**Your objective**
Your output should be the lines of the entries below, exactly, from the first one through the line that holds "pub struct Referer".

**Stored data**
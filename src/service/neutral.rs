//! Transport-neutral request and response shapes.

use std::fmt;

use async_trait::async_trait;
use bytes::{Bytes, BytesMut};
use http::header::HeaderName;
use http::{HeaderMap, HeaderValue, Method, StatusCode};
use tracing::warn;

/// Who asked for an image. Only used in diagnostics.
#[derive(Debug, Clone, Default, PartialEq, Eq)]
pub struct Referer {
    pub url: Option<String>,
    pub user_agent: Option<String>,
}

impl Referer {
    pub fn new(url: Option<String>, user_agent: Option<String>) -> Self {
        Self { url, user_agent }
    }
}

impl fmt::Display for Referer {
    fn fmt(&self, f: &mut fmt::Formatter<'_>) -> fmt::Result {
        write!(
            f,
            "{} ({})",
            self.url.as_deref().unwrap_or("-"),
            self.user_agent.as_deref().unwrap_or("-")
        )
    }
}

/// An inbound image call.
#[derive(Debug, Clone, PartialEq, Eq)]
pub struct ImageRequest {
    /// Percent-decoded request path, starting with `/`
    pub path: String,
    pub method: Method,
    pub referer: Referer,
}

impl ImageRequest {
    pub fn new(method: Method, path: impl Into<String>) -> Self {
        Self {
            path: path.into(),
            method,
            referer: Referer::default(),
        }
    }

    pub fn with_referer(mut self, referer: Referer) -> Self {
        self.referer = referer;
        self
    }

    /// HEAD requests get headers only.
    pub fn is_head(&self) -> bool {
        self.method == Method::HEAD
    }
}

/// The reply being built for one call.
///
/// Status defaults to 200. A header set twice keeps the last value. The body
/// can only grow.
#[derive(Debug, Clone)]
pub struct ImageResponse {
    status: StatusCode,
    headers: HeaderMap,
    body: BytesMut,
}

impl Default for ImageResponse {
    fn default() -> Self {
        Self::new()
    }
}

impl ImageResponse {
    pub fn new() -> Self {
        Self {
            status: StatusCode::OK,
            headers: HeaderMap::new(),
            body: BytesMut::new(),
        }
    }

    pub fn set_status(&mut self, status: StatusCode) {
        self.status = status;
    }

    /// Set a header, replacing any previous value.
    ///
    /// Values that are not valid header text are dropped with a warning.
    pub fn set_header(&mut self, name: HeaderName, value: impl AsRef<str>) {
        match HeaderValue::from_str(value.as_ref()) {
            Ok(value) => {
                self.headers.insert(name, value);
            }
            Err(_) => warn!("Dropping invalid value for header {}", name),
        }
    }

    /// Set a header from an already-valid value (e.g. copied from a backend).
    pub fn set_header_value(&mut self, name: HeaderName, value: HeaderValue) {
        self.headers.insert(name, value);
    }

    /// Append to the body.
    pub fn write(&mut self, data: &[u8]) {
        self.body.extend_from_slice(data);
    }

    pub fn status(&self) -> StatusCode {
        self.status
    }

    pub fn headers(&self) -> &HeaderMap {
        &self.headers
    }

    pub fn header(&self, name: &str) -> Option<&str> {
        self.headers.get(name).and_then(|v| v.to_str().ok())
    }

    pub fn body(&self) -> &[u8] {
        &self.body
    }

    pub fn into_parts(self) -> (StatusCode, HeaderMap, Bytes) {
        (self.status, self.headers, self.body.freeze())
    }
}

/// Anything that answers neutral image requests.
///
/// Transport adapters are generic over this trait and know nothing else about
/// the service behind it.
#[async_trait]
pub trait ImageHandler: Send + Sync + 'static {
    async fn handle(&self, request: ImageRequest) -> ImageResponse;
}
use std::time::Duration;

use async_trait::async_trait;
use futures::StreamExt;
use reqwest::Client;
use tracing::debug;

use super::{FetchedMedia, MediaFetcher};
use crate::error::FetchError;

/// User agent sent to backends.
pub const USER_AGENT: &str = concat!("nuggan/", env!("CARGO_PKG_VERSION"));

/// HTTP(S) backend fetcher.
///
/// The client is cheap to clone and shares its connection pool.
#[derive(Debug, Clone)]
pub struct HttpFetcher {
    client: Client,
    max_bytes: usize,
}

impl HttpFetcher {
    /// Create a fetcher with a whole-request timeout and a body size cap.
    pub fn new(timeout: Duration, max_bytes: usize) -> Result<Self, FetchError> {
        let client = Client::builder()
            .timeout(timeout)
            .user_agent(USER_AGENT)
            .build()
            .map_err(|e| FetchError::Connection {
                url: String::new(),
                message: e.to_string(),
            })?;

        Ok(Self { client, max_bytes })
    }

    /// Maximum accepted body size in bytes.
    pub fn max_bytes(&self) -> usize {
        self.max_bytes
    }
}

#[async_trait]
impl MediaFetcher for HttpFetcher {
    async fn fetch(&self, url: &str) -> Result<FetchedMedia, FetchError> {
        let response = self
            .client
            .get(url)
            .send()
            .await
            .map_err(|e| FetchError::Connection {
                url: url.to_string(),
                message: e.to_string(),
            })?;

        let status = response.status();
        debug!("Backend answered {} for '{}'", status, url);

        // Reject early when the backend announces an oversized body
        if let Some(length) = response.content_length() {
            if status.is_success() && length > self.max_bytes as u64 {
                return Err(FetchError::TooLarge {
                    limit: self.max_bytes,
                });
            }
        }

        let headers = response.headers().clone();
        let body = response
            .bytes_stream()
            .map(|chunk| chunk.map_err(|e| FetchError::Body(e.to_string())))
            .boxed();

        Ok(FetchedMedia::new(status, headers, body).with_limit(self.max_bytes))
    }
}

**Exercise answer**
filename src/service/neutral.rs
//! Transport-neutral request and response shapes.

use std::fmt;

use async_trait::async_trait;
use bytes::{Bytes, BytesMut};
use http::header::HeaderName;
use http::{HeaderMap, HeaderValue, Method, StatusCode};
use tracing::warn;

/// Who asked for an image. Only used in diagnostics.
#[derive(Debug, Clone, Default, PartialEq, Eq)]
pub struct Referer {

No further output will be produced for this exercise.